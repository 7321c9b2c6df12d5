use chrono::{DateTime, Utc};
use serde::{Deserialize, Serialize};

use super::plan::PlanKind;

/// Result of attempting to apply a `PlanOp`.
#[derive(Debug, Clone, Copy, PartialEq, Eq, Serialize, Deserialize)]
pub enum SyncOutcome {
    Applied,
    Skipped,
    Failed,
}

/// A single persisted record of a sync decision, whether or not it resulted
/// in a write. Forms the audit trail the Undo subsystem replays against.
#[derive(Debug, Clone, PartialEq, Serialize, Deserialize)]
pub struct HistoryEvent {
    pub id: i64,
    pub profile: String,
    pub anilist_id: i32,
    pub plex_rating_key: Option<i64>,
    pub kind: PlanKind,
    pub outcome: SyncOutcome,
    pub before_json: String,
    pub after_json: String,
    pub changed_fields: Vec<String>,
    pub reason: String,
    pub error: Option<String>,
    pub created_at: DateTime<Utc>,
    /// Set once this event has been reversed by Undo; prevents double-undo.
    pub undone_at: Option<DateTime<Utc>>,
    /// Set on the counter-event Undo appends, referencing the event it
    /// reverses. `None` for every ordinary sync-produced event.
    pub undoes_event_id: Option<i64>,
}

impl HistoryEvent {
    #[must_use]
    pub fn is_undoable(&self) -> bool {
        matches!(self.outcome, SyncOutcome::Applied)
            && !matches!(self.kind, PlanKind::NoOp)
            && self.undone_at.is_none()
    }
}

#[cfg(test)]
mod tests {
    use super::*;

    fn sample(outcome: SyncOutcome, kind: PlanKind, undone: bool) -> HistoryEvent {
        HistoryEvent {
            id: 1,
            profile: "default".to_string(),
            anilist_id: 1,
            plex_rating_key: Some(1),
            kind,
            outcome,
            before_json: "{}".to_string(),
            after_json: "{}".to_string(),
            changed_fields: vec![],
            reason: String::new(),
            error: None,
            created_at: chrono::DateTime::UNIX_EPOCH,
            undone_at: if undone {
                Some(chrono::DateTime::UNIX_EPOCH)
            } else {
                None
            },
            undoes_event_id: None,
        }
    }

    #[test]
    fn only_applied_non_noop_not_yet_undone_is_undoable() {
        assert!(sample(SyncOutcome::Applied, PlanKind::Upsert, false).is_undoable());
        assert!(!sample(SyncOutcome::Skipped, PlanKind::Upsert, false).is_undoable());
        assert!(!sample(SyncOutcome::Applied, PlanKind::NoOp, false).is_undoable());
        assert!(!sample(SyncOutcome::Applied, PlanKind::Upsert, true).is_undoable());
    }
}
#####
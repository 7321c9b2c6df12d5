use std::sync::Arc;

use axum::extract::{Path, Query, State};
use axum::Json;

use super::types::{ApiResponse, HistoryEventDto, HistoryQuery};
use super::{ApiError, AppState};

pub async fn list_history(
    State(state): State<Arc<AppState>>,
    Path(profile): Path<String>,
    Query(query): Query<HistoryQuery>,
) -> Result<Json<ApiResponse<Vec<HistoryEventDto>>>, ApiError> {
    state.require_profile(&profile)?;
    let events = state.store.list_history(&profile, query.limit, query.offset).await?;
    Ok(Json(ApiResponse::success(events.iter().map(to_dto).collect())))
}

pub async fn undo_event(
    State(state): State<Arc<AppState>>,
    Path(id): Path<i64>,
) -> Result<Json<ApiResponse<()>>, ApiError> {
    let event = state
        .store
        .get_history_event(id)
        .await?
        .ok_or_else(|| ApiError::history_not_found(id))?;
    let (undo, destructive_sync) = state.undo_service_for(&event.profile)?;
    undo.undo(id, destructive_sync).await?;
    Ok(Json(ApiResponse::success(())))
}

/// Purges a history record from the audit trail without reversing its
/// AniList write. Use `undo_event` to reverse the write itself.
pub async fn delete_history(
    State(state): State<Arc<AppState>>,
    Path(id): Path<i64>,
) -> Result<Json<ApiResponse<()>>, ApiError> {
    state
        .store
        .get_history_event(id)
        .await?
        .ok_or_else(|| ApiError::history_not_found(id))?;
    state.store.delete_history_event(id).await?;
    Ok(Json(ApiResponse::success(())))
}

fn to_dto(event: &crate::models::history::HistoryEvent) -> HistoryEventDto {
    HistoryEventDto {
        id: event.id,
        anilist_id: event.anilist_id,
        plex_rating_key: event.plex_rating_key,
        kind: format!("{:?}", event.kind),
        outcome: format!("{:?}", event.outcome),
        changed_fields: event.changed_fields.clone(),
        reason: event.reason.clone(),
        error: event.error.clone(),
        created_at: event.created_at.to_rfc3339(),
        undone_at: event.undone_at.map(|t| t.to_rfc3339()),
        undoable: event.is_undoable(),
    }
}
#####
Aim of the exercise: Work through the records above. Copy every line with the string "matches".

Solution:
        matches!(self.outcome, SyncOutcome::Applied)
            && !matches!(self.kind, PlanKind::NoOp)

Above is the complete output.